I also deal heavily with RBC and almost did switch banks. I stayed with them only because they gave me the best service. However I did shuffle my mutual funds to non-sco funds and was clear about my reasons for doing so. At this point I am just relieved that RBC is no longer involved in this mess .
I completely agree. It is great to hear that SCO is losing their court battles but it is tough to hear people getting laid off. Now all those people have SCO as their last place of employment, that has gotta hurt.
I ask for a car and I get a computer. How's about that for being born under a bad
Managerial Aptitude Test
Q. Your the captain of a ship commanding 100 sailors. Your carrying valuable cargo you need to sell for the owner of the ship. It appears there is a hole in your ship and water is coming in fast. What's do you do?
A. Find out what's wrong and fix it
B. Tell the sailors to start bailing water and sing something happy while they do it
C. Start looking around for at the other ships pilot since this once hasn't got long
D. Move the Cargo to your personal dingy and set sail
E. Tell everyone "This is not happening, everything is normal, the ship cannot be sinking, we take precautions, you know" and remain calm. (Erik the Viking)
F. Start throwing sailors into the sea until to lighten the load?
Just to add another point of view... this may be a bad thing.
[usual disclaimers here; I'm a layperson who has to deal with issues related to things like this occasionally]
The difference between a real company and an intellectual property holding company is that a real company has some skin in the game when it comes to treating patents as trading cards. An IP holding company doesn't.

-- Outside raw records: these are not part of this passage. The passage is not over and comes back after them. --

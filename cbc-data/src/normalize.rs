use crate::error::{DataError, Result};
use crate::interpolation::fill_gaps;
use cbc_cdec::{Observation, SensorType};
use cbc_utils::dates::{format_legacy_date, month_end, MonthEnds};
use chrono::NaiveDate;
use serde::{Deserialize, Serialize};
use std::collections::{BTreeMap, BTreeSet};

/// Quantiles outside of which readings are dropped before averaging.
pub const LOWER_QUANTILE: f64 = 0.01;
pub const UPPER_QUANTILE: f64 = 0.99;

/// One month of a reservoir series, stamped at the month end.
#[derive(Debug, Clone, PartialEq, Serialize, Deserialize)]
pub struct MonthlyRecord {
    pub reservoir_id: String,
    pub period_end: NaiveDate,
    /// Monthly mean in the sensor's unit
    pub value: f64,
    /// Elevation computed from a rating curve, for storage series
    pub value_elevation: Option<f64>,
}

impl MonthlyRecord {
    /// Row label in the legacy time-series layout.
    pub fn legacy_date(&self) -> String {
        format_legacy_date(&self.period_end)
    }

    /// Value written as a head: the computed elevation when there is one.
    pub fn head(&self) -> f64 {
        self.value_elevation.unwrap_or(self.value)
    }
}

/// Gap-free monthly series of one reservoir, in strictly increasing month
/// order.
#[derive(Debug, Clone, PartialEq)]
pub struct MonthlySeries {
    pub reservoir_id: String,
    pub sensor_type: SensorType,
    pub records: Vec<MonthlyRecord>,
}

impl MonthlySeries {
    pub fn first_month(&self) -> Option<NaiveDate> {
        self.records.first().map(|r| r.period_end)
    }

    pub fn last_month(&self) -> Option<NaiveDate> {
        self.records.last().map(|r| r.period_end)
    }

    pub fn get(&self, period_end: &NaiveDate) -> Option<&MonthlyRecord> {
        self.records
            .binary_search_by(|r| r.period_end.cmp(period_end))
            .ok()
            .map(|i| &self.records[i])
    }

    /// Head on a month end, if the series covers it.
    pub fn head_on(&self, period_end: &NaiveDate) -> Option<f64> {
        self.get(period_end).map(MonthlyRecord::head)
    }
}

/// Order statistics bounding the kept range. The lower bound rounds its
/// position down and the upper bound rounds up, so samples of a hundred
/// readings or fewer are never trimmed.
fn quantile_bounds(values: &[f64]) -> Option<(f64, f64)> {
    if values.is_empty() {
        return None;
    }
    let mut sorted = values.to_vec();
    sorted.sort_by(|a, b| a.total_cmp(b));
    let last = (sorted.len() - 1) as f64;
    let lower = (LOWER_QUANTILE * last).floor() as usize;
    let upper = ((UPPER_QUANTILE * last).ceil() as usize).min(sorted.len() - 1);
    Some((sorted[lower], sorted[upper]))
}

/// Reduce raw observations of one station to a gap-free monthly series.
///
/// Missing readings are dropped, readings outside the 1st/99th percentile
/// are rejected, each calendar month is averaged, and months without data
/// between the first and last observed month are linearly interpolated.
pub fn normalize_monthly(station_id: &str, observations: &[Observation]) -> Result<MonthlySeries> {
    let sensors: BTreeSet<SensorType> = observations.iter().map(|o| o.sensor_type).collect();
    if sensors.len() > 1 {
        return Err(DataError::MixedSensors {
            station: station_id.to_string(),
            sensors: sensors
                .iter()
                .map(|s| s.number().to_string())
                .collect::<Vec<String>>()
                .join(", "),
        });
    }
    let no_data = || DataError::NoData {
        station: station_id.to_string(),
    };
    let sensor_type = *sensors.iter().next().ok_or_else(no_data)?;

    let readings: Vec<(NaiveDate, f64)> = observations
        .iter()
        .filter_map(|o| o.value.map(|v| (o.timestamp.date(), v)))
        .collect();
    let values: Vec<f64> = readings.iter().map(|(_, v)| *v).collect();
    let (lower, upper) = quantile_bounds(&values).ok_or_else(no_data)?;

    let mut months: BTreeMap<NaiveDate, (f64, usize)> = BTreeMap::new();
    let mut rejected = 0;
    for (date, value) in &readings {
        if *value < lower || *value > upper {
            rejected += 1;
            continue;
        }
        let entry = months.entry(month_end(date)).or_insert((0.0, 0));
        entry.0 += value;
        entry.1 += 1;
    }
    if rejected > 0 {
        log::info!("{station_id}: dropped {rejected} readings outside [{lower}, {upper}]");
    }

    let (first, last) = match (months.keys().next(), months.keys().next_back()) {
        (Some(first), Some(last)) => (*first, *last),
        _ => return Err(no_data()),
    };
    let axis: Vec<NaiveDate> = MonthEnds::new(&first, &last).collect();
    let means: Vec<Option<f64>> = axis
        .iter()
        .map(|m| months.get(m).map(|(sum, count)| sum / *count as f64))
        .collect();
    let gaps = means.iter().filter(|m| m.is_none()).count();
    if gaps > 0 {
        log::info!("{station_id}: interpolated {gaps} months without readings");
    }

    let records = axis
        .into_iter()
        .zip(fill_gaps(&means))
        .filter_map(|(period_end, value)| {
            value.map(|value| MonthlyRecord {
                reservoir_id: station_id.to_string(),
                period_end,
                value,
                value_elevation: None,
            })
        })
        .collect();

    Ok(MonthlySeries {
        reservoir_id: station_id.to_string(),
        sensor_type,
        records,
    })
}

#[cfg(test)]
mod tests {
    use super::*;
    use chrono::NaiveDateTime;

    fn obs(date: &str, value: Option<f64>, sensor_type: SensorType) -> Observation {
        Observation {
            station_id: "BLB".to_string(),
            timestamp: NaiveDateTime::parse_from_str(&format!("{date} 0000"), "%Y%m%d %H%M")
                .unwrap(),
            value,
            sensor_type,
        }
    }

    fn ymd(y: i32, m: u32, d: u32) -> NaiveDate {
        NaiveDate::from_ymd_opt(y, m, d).unwrap()
    }

    #[test]
    fn test_missing_month_is_interpolated() {
        let observations = vec![
            obs("20200115", Some(100.0), SensorType::Storage),
            obs("20200220", Some(102.0), SensorType::Storage),
            obs("20200310", None, SensorType::Storage),
            obs("20200412", Some(108.0), SensorType::Storage),
        ];
        let series = normalize_monthly("BLB", &observations).unwrap();
        let dates: Vec<NaiveDate> = series.records.iter().map(|r| r.period_end).collect();
        assert_eq!(
            dates,
            vec![ymd(2020, 1, 31), ymd(2020, 2, 29), ymd(2020, 3, 31), ymd(2020, 4, 30)]
        );
        let values: Vec<f64> = series.records.iter().map(|r| r.value).collect();
        assert_eq!(values, vec![100.0, 102.0, 105.0, 108.0]);
        assert_eq!(series.records[2].legacy_date(), "03/31/2020_24:00");
        assert_eq!(series.sensor_type, SensorType::Storage);
    }

    #[test]
    fn test_monthly_mean_and_spacing() {
        let mut observations = Vec::new();
        for day in 1..=28 {
            observations.push(obs(&format!("202301{day:02}"), Some(10.0 + day as f64), SensorType::Elevation));
        }
        observations.push(obs("20230615", Some(50.0), SensorType::Elevation));
        let series = normalize_monthly("FOL", &observations).unwrap();
        assert_eq!(series.records.len(), 6);
        assert_eq!(series.records[0].value, 24.5);
        for pair in series.records.windows(2) {
            assert_eq!(next_month(&pair[0].period_end), pair[1].period_end);
        }
        assert!(series.records.iter().all(|r| r.value.is_finite()));
        assert_eq!(series.head_on(&ymd(2023, 6, 30)), Some(50.0));
        assert_eq!(series.head_on(&ymd(2023, 7, 31)), None);
    }

    fn next_month(date: &NaiveDate) -> NaiveDate {
        cbc_utils::dates::next_month_end(date)
    }

    #[test]
    fn test_outliers_rejected_in_large_samples() {
        let mut observations: Vec<Observation> = (0..200)
            .map(|i| {
                let date = ymd(2020, 1, 1) + chrono::Duration::days(i);
                obs(&date.format("%Y%m%d").to_string(), Some(100.0), SensorType::Storage)
            })
            .collect();
        observations[10].value = Some(1.0e9);
        observations[20].value = Some(-1.0e9);
        let series = normalize_monthly("BLB", &observations).unwrap();
        assert!(series.records.iter().all(|r| r.value == 100.0));
    }

    #[test]
    fn test_all_missing_is_no_data() {
        let observations = vec![obs("20200115", None, SensorType::Storage)];
        match normalize_monthly("BLB", &observations) {
            Err(DataError::NoData { station }) => assert_eq!(station, "BLB"),
            other => panic!("unexpected result: {other:?}"),
        }
        assert!(matches!(
            normalize_monthly("BLB", &[]),
            Err(DataError::NoData { .. })
        ));
    }

    #[test]
    fn test_mixed_sensors_rejected() {
        let observations = vec![
            obs("20200115", Some(100.0), SensorType::Storage),
            obs("20200215", Some(300.0), SensorType::Elevation),
        ];
        assert!(matches!(
            normalize_monthly("BLB", &observations),
            Err(DataError::MixedSensors { .. })
        ));
    }
}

As a simple example, consider two companies, "A" and "B", with a patent portfolio of 100 patents each, and real products that they are trying to sell.

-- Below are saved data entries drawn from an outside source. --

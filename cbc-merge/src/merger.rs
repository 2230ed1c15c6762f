use crate::association::{normalize_name, NodeAssociation};
use crate::error::{MergeError, Result};
use crate::slots::{allocate, first_free_slot, SlotKind, SlotPair, UNBOUNDED_FLOW};
use crate::warning::{MergeWarning, UnmatchedReason};
use cbc_cdec::{SensorType, StationSelection};
use cbc_data::{ConductanceEstimate, MonthlySeries};
use cbc_iwfm::{BoundaryConditionRecord, SpecTable, TimeSeriesRow, TimeSeriesTable};
use cbc_utils::dates::format_legacy_date;
use chrono::NaiveDate;
use log::{debug, info};
use std::collections::{BTreeMap, BTreeSet};

/// A selected reservoir with whatever the earlier stages produced for it.
#[derive(Debug, Clone, PartialEq)]
pub struct ReservoirData {
    pub selection: StationSelection,
    /// Monthly series, with elevations attached for storage sensors
    pub series: Option<MonthlySeries>,
    /// Dead pool elevation from the rating curve
    pub limiting_head: Option<f64>,
}

impl ReservoirData {
    /// Series usable as heads: present, non-empty, and carrying elevations
    /// when the sensor reports storage.
    fn head_series(&self) -> std::result::Result<&MonthlySeries, UnmatchedReason> {
        let series = self
            .series
            .as_ref()
            .filter(|s| !s.records.is_empty())
            .ok_or(UnmatchedReason::NoSeries)?;
        if series.sensor_type == SensorType::Storage
            && series.records.iter().any(|r| r.value_elevation.is_none())
        {
            return Err(UnmatchedReason::NoRatingCurve);
        }
        Ok(series)
    }
}

#[derive(Debug, Clone, PartialEq)]
pub struct MergeConfig {
    /// Last month written to the time-series table
    pub cutoff: NaiveDate,
    /// Lake names never added as new reservoirs
    pub exclusions: Vec<String>,
    /// Existing note to selected station name (or id), for reservoirs whose
    /// note does not match the selection by name
    pub note_aliases: BTreeMap<String, String>,
}

pub struct MergeInput<'a> {
    pub spec: &'a SpecTable,
    pub timeseries: &'a TimeSeriesTable,
    pub associations: &'a [NodeAssociation],
    pub reservoirs: &'a [ReservoirData],
    pub conductance: &'a [ConductanceEstimate],
}

/// A reservoir added by the merge.
#[derive(Debug, Clone, PartialEq)]
pub struct AddedReservoir {
    pub station_id: String,
    pub note: String,
    pub nodes: Vec<u32>,
    pub slots: SlotPair,
}

#[derive(Debug, Clone, PartialEq)]
pub struct MergeOutput {
    pub spec: SpecTable,
    pub timeseries: TimeSeriesTable,
    pub added: Vec<AddedReservoir>,
    pub warnings: Vec<MergeWarning>,
}

struct SlotFill<'a> {
    series: &'a MonthlySeries,
    kind: SlotKind,
    /// Gaps in slots of existing reservoirs are reported, new slots take the
    /// default silently
    report_gaps: bool,
}

impl SlotFill<'_> {
    fn value_on(&self, date: &NaiveDate) -> Option<f64> {
        let head = self.series.head_on(date);
        match self.kind {
            SlotKind::Head => head,
            SlotKind::Flow => head.map(|_| UNBOUNDED_FLOW),
        }
    }
}

fn unmatched(reservoir: &str, reason: UnmatchedReason) -> MergeWarning {
    MergeWarning::UnmatchedAssociation {
        reservoir: reservoir.to_string(),
        reason,
    }
}

/// Existing reservoirs whose note resolves to a selected station, with the
/// slots they already own.
fn resolve_extensions<'a>(
    spec: &SpecTable,
    reservoirs: &'a [ReservoirData],
    aliases: &BTreeMap<String, String>,
) -> Vec<(String, SlotPair, &'a ReservoirData)> {
    let aliases: BTreeMap<String, String> = aliases
        .iter()
        .map(|(note, target)| (normalize_name(note), normalize_name(target)))
        .collect();
    let mut seen = BTreeSet::new();
    let mut extensions = Vec::new();
    for record in &spec.records {
        let key = normalize_name(&record.note);
        if key.is_empty() || record.ts_column == 0 || !seen.insert(key.clone()) {
            continue;
        }
        let target = aliases.get(&key).unwrap_or(&key);
        let found = reservoirs.iter().find(|r| {
            normalize_name(&r.selection.name) == *target
                || r.selection.station_id.to_lowercase() == *target
        });
        if let Some(reservoir) = found {
            extensions.push((
                record.note.clone(),
                SlotPair {
                    head: record.ts_column,
                    flow: record.ts_column_flow,
                },
                reservoir,
            ));
        }
    }
    extensions
}

/// Merge new reservoirs into an existing specification and time-series
/// table.
///
/// Lakes already described by the specification (by note prefix) or listed
/// as exclusions are left alone. Every other overlay lake that matches a
/// selected station with a usable series becomes one row per node, with a
/// fresh head/flow slot pair. The time-series table gains the new slots and
/// existing reservoirs are extended with new months.
///
/// The output rows are the months covered by the new and extended series,
/// trimmed to start no earlier than the original first date and to end at
/// the cutoff. Months only the old file holds are dropped. Existing cells
/// back-fill matching months and are never overwritten. With no series to
/// merge the old axis is kept as it is.
pub fn merge(input: &MergeInput, config: &MergeConfig) -> Result<MergeOutput> {
    let existing_first = input.timeseries.first_date();
    if let Some(first) = existing_first {
        if config.cutoff < first {
            return Err(MergeError::CutoffBeforeStart {
                cutoff: config.cutoff,
                first,
            });
        }
    }

    let existing_notes: BTreeSet<String> = input
        .spec
        .records
        .iter()
        .map(|r| normalize_name(&r.note))
        .filter(|n| !n.is_empty())
        .collect();
    let exclusions: BTreeSet<String> = config.exclusions.iter().map(|e| normalize_name(e)).collect();
    let is_excluded = |name: &str| {
        let name = normalize_name(name);
        exclusions.contains(&name) || existing_notes.iter().any(|note| name.starts_with(note.as_str()))
    };

    let mut warnings = Vec::new();

    // overlay lakes that may become new reservoirs, keyed by normalized name
    let mut lakes: BTreeMap<String, (String, BTreeSet<u32>)> = BTreeMap::new();
    for association in input.associations {
        if is_excluded(&association.name) {
            debug!("Skipping {} (node {})", association.name, association.node_id);
            continue;
        }
        lakes
            .entry(normalize_name(&association.name))
            .or_insert_with(|| (association.name.trim().to_string(), BTreeSet::new()))
            .1
            .insert(association.node_id);
    }

    let extensions = resolve_extensions(input.spec, input.reservoirs, &config.note_aliases);
    let extended: BTreeSet<&str> = extensions
        .iter()
        .map(|(_, _, r)| r.selection.station_id.as_str())
        .collect();

    let by_name: BTreeMap<String, &ReservoirData> = input
        .reservoirs
        .iter()
        .map(|r| (normalize_name(&r.selection.name), r))
        .collect();

    let mut accepted: Vec<(&ReservoirData, &MonthlySeries, String, Vec<u32>)> = Vec::new();
    for (key, (display, nodes)) in &lakes {
        let Some(&reservoir) = by_name.get(key) else {
            warnings.push(unmatched(display, UnmatchedReason::NoStation));
            continue;
        };
        match reservoir.head_series() {
            Ok(series) => {
                if reservoir.limiting_head.is_none() {
                    warnings.push(unmatched(display, UnmatchedReason::NoDeadPool));
                }
                accepted.push((reservoir, series, display.clone(), nodes.iter().copied().collect()));
            }
            Err(reason) => warnings.push(unmatched(display, reason)),
        }
    }
    for reservoir in input.reservoirs {
        let name = &reservoir.selection.name;
        if !lakes.contains_key(&normalize_name(name))
            && !extended.contains(reservoir.selection.station_id.as_str())
            && !is_excluded(name)
        {
            warnings.push(unmatched(name, UnmatchedReason::NoNode));
        }
    }
    accepted.sort_by(|a, b| a.0.selection.station_id.cmp(&b.0.selection.station_id));

    let first = first_free_slot(input.spec, input.timeseries.column_count);
    let pairs = allocate(first, accepted.len());

    let conductance: BTreeMap<u32, f64> = input
        .conductance
        .iter()
        .map(|c| (c.node_id, c.conductance))
        .collect();
    let mut records = input.spec.records.clone();
    let mut added = Vec::with_capacity(accepted.len());
    for ((reservoir, _, display, nodes), pair) in accepted.iter().zip(&pairs) {
        let note = format!("/{display}");
        for node_id in nodes {
            let bc = conductance.get(node_id).copied();
            if bc.is_none() {
                warnings.push(unmatched(
                    display,
                    UnmatchedReason::NoConductance { node_id: *node_id },
                ));
            }
            records.push(BoundaryConditionRecord {
                node_id: *node_id,
                layer: 1,
                ts_column: pair.head,
                head_value: 0.0,
                conductance: bc,
                limiting_head: reservoir.limiting_head,
                ts_column_flow: pair.flow,
                flow_value: 0.0,
                note: note.clone(),
            });
        }
        info!(
            "Adding {} ({}) on {} nodes, slots {} and {}",
            display,
            reservoir.selection.station_id,
            nodes.len(),
            pair.head,
            pair.flow
        );
        added.push(AddedReservoir {
            station_id: reservoir.selection.station_id.clone(),
            note,
            nodes: nodes.clone(),
            slots: *pair,
        });
    }
    records.sort_by_key(|r| r.node_id);

    let mut fills: BTreeMap<u32, SlotFill> = BTreeMap::new();
    for (note, pair, reservoir) in &extensions {
        match reservoir.head_series() {
            Ok(series) => {
                info!("Extending {} with {}", note, reservoir.selection.station_id);
                fills.insert(pair.head, SlotFill { series, kind: SlotKind::Head, report_gaps: true });
                if pair.flow > 0 {
                    fills.insert(pair.flow, SlotFill { series, kind: SlotKind::Flow, report_gaps: true });
                }
            }
            Err(reason) => debug!("Not extending {note}: {reason}"),
        }
    }
    for ((_, series, _, _), pair) in accepted.iter().zip(&pairs) {
        let series: &MonthlySeries = series;
        fills.insert(pair.head, SlotFill { series, kind: SlotKind::Head, report_gaps: false });
        fills.insert(pair.flow, SlotFill { series, kind: SlotKind::Flow, report_gaps: false });
    }

    // the axis follows the merged series; old rows only back-fill cells
    let mut dates: BTreeSet<NaiveDate> = fills
        .values()
        .flat_map(|fill| fill.series.records.iter().map(|r| r.period_end))
        .collect();
    if fills.is_empty() {
        dates.extend(input.timeseries.rows.iter().map(|r| r.date));
    }
    dates.retain(|d| existing_first.map_or(true, |first| *d >= first) && *d <= config.cutoff);

    let column_count = records
        .iter()
        .flat_map(|r| [r.ts_column, r.ts_column_flow])
        .chain([input.timeseries.column_count as u32])
        .max()
        .unwrap_or(0);
    let flow_slots: BTreeSet<u32> = records
        .iter()
        .map(|r| r.ts_column_flow)
        .filter(|s| *s > 0)
        .collect();

    let existing_rows: BTreeMap<NaiveDate, &TimeSeriesRow> =
        input.timeseries.rows.iter().map(|r| (r.date, r)).collect();
    let mut sentinel_columns = BTreeSet::new();
    let mut rows = Vec::with_capacity(dates.len());
    for date in &dates {
        let existing = existing_rows.get(date);
        let mut values = Vec::with_capacity(column_count as usize);
        for slot in 1..=column_count {
            let kept = existing.and_then(|row| row.values.get(slot as usize - 1).copied());
            let value = match (kept, fills.get(&slot)) {
                (Some(value), _) => value,
                (None, Some(fill)) => match fill.value_on(date) {
                    Some(value) => value,
                    None => {
                        if fill.report_gaps {
                            sentinel_columns.insert(slot);
                        }
                        fill.kind.sentinel()
                    }
                },
                (None, None) => {
                    sentinel_columns.insert(slot);
                    if flow_slots.contains(&slot) {
                        SlotKind::Flow.sentinel()
                    } else {
                        SlotKind::Head.sentinel()
                    }
                }
            };
            values.push(value);
        }
        rows.push(TimeSeriesRow {
            date: *date,
            label: existing
                .map(|row| row.label.clone())
                .unwrap_or_else(|| format_legacy_date(date)),
            values,
        });
    }
    if !sentinel_columns.is_empty() {
        warnings.push(MergeWarning::SentinelFilledColumns {
            columns: sentinel_columns.into_iter().collect(),
        });
    }

    info!(
        "Merged {} new reservoirs: {} specification rows, {} time-series rows, {} slots",
        added.len(),
        records.len(),
        rows.len(),
        column_count
    );
    Ok(MergeOutput {
        spec: SpecTable { records },
        timeseries: TimeSeriesTable {
            column_count: column_count as usize,
            rows,
        },
        added,
        warnings,
    })
}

When company A says to company B "you're infringing patent A17", B can use its portfolio defensively, and come back with "yes, but you're infringing patent B34; let's trade licenses".
If company A is an IP holding company, there's nothing company B can do but pay whatever extortionate price: Company A has no product, and is therefore not infringing any of B's IP. B is pretty much hanging in the wind.

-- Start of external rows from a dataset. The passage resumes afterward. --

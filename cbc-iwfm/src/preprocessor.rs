//! Tables read back from the preprocessor's printed output file.
//!
//! The output is a report rather than an input deck: titles, separators and
//! unit rows sit between the signature and the numbers, so only rows whose
//! first token is a node id are treated as data.

use crate::error::Result;
use crate::schema::{
    is_node_id, parse_cell, parse_real, DataLine, LAYER_ELEVATION_SCHEMA, NODAL_AREA_SCHEMA,
};

#[derive(Debug, Clone, Copy, PartialEq)]
pub struct NodalArea {
    pub node_id: u32,
    pub x: f64,
    pub y: f64,
    /// Effective area in the unit named by [`NodalAreaTable::unit_label`]
    pub area: f64,
}

#[derive(Debug, Clone, Default, PartialEq)]
pub struct NodalAreaTable {
    /// Header text from the AREA column on, plus any unit rows before the data
    pub unit_label: String,
    pub rows: Vec<NodalArea>,
}

impl NodalAreaTable {
    pub fn in_acres(&self) -> bool {
        self.unit_label.to_ascii_lowercase().contains("acre")
    }
}

/// Ground surface and layer top/bottom elevations of one node.
#[derive(Debug, Clone, PartialEq)]
pub struct LayerElevation {
    pub node_id: u32,
    pub values: Vec<f64>,
}

fn data_rows<'a>(lines: &[DataLine<'a>]) -> (Vec<DataLine<'a>>, Vec<DataLine<'a>>) {
    lines
        .iter()
        .copied()
        .partition(|l| l.tokens().first().map(|t| is_node_id(t)).unwrap_or(false))
}

pub fn parse_nodal_areas(file: &str, content: &str) -> Result<NodalAreaTable> {
    let block = NODAL_AREA_SCHEMA.locate(file, content)?;
    let (data, labels) = data_rows(&block.lines);

    let mut unit_label = block
        .header
        .find("AREA")
        .map(|i| block.header[i..].trim().to_string())
        .unwrap_or_default();
    let first_data = data.first().map(|l| l.number).unwrap_or(usize::MAX);
    for line in labels.iter().filter(|l| l.number < first_data) {
        unit_label.push(' ');
        unit_label.push_str(line.text.trim());
    }

    let mut rows = Vec::with_capacity(data.len());
    for line in &data {
        let tokens = line.tokens();
        let cell = |i: usize| tokens.get(i).copied().unwrap_or("");
        rows.push(NodalArea {
            node_id: parse_cell(file, line.number, "NODE", cell(0))?,
            x: parse_real(file, line.number, "X", cell(1))?,
            y: parse_real(file, line.number, "Y", cell(2))?,
            area: parse_real(file, line.number, "AREA", cell(3))?,
        });
    }
    log::debug!(
        "{file}: {} nodal areas ({})",
        rows.len(),
        if unit_label.is_empty() { "no unit label" } else { unit_label.as_str() }
    );
    Ok(NodalAreaTable {
        unit_label: unit_label.trim().to_string(),
        rows,
    })
}

pub fn parse_layer_elevations(file: &str, content: &str) -> Result<Vec<LayerElevation>> {
    let block = LAYER_ELEVATION_SCHEMA.locate(file, content)?;
    let (data, _) = data_rows(&block.lines);
    let mut rows = Vec::with_capacity(data.len());
    for line in &data {
        let tokens = line.tokens();
        let values = tokens[1..]
            .iter()
            .enumerate()
            .map(|(i, raw)| parse_real(file, line.number, &format!("V{}", i + 1), raw))
            .collect::<Result<Vec<f64>>>()?;
        rows.push(LayerElevation {
            node_id: parse_cell(file, line.number, "NODE", tokens[0])?,
            values,
        });
    }
    Ok(rows)
}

The only place this isn't true is where B has some IP that A acknowledges is the basis of derivative IP held by A, _and_ A values the ability to continue sublicensing it without B raising sublicense fees for the original work in response to the extortion suit.
IF SCO is, effectively shedding their vulnerable assets, and IF they really have IP assets, this could be an entrenchment where it could end up being very hard to dig them out for a very long time.
The only real recourse to this sort of business model is for company B to attack companies that are infringing B's portfolio, and which are owned by the same people who own company A - effectively countering extortion with blackmail.
Yeah, I'm one of those people who think we need intellectual property law reform.
-- Terry
Will the last lawyer out of the building please turn off the lights?
Good Lord. RBC is not divesting itself of SCO stock. They are converting preferred to common. Whole different thing.
"Who are in control, they are not in control of anything - they don't even control themselves!" - Glen Beck
as apparently Mr. Burns is running SCO and has a whole team of Homer Simpsons working for him. :)
Remember, Slashdot does not have a -1 disagree moderation, and no, troll, flamebait, and overrated are not substitutes.
This is neither a flame nor usual SCO bashing.
My impression of SCO was it was the product you bought 10 years ago because that power accounting and database software was written for it, dated but does the job and has never rarely failed. Near as I'm aware, they had a somewhat stable customer base, and while they didn't inovate, they started to incorperate much in the way of OSS in order to keep up with the pack, and perhaps actually get some new customers. Selling them old old and true power apps, but save them lots of money by giving them Samba.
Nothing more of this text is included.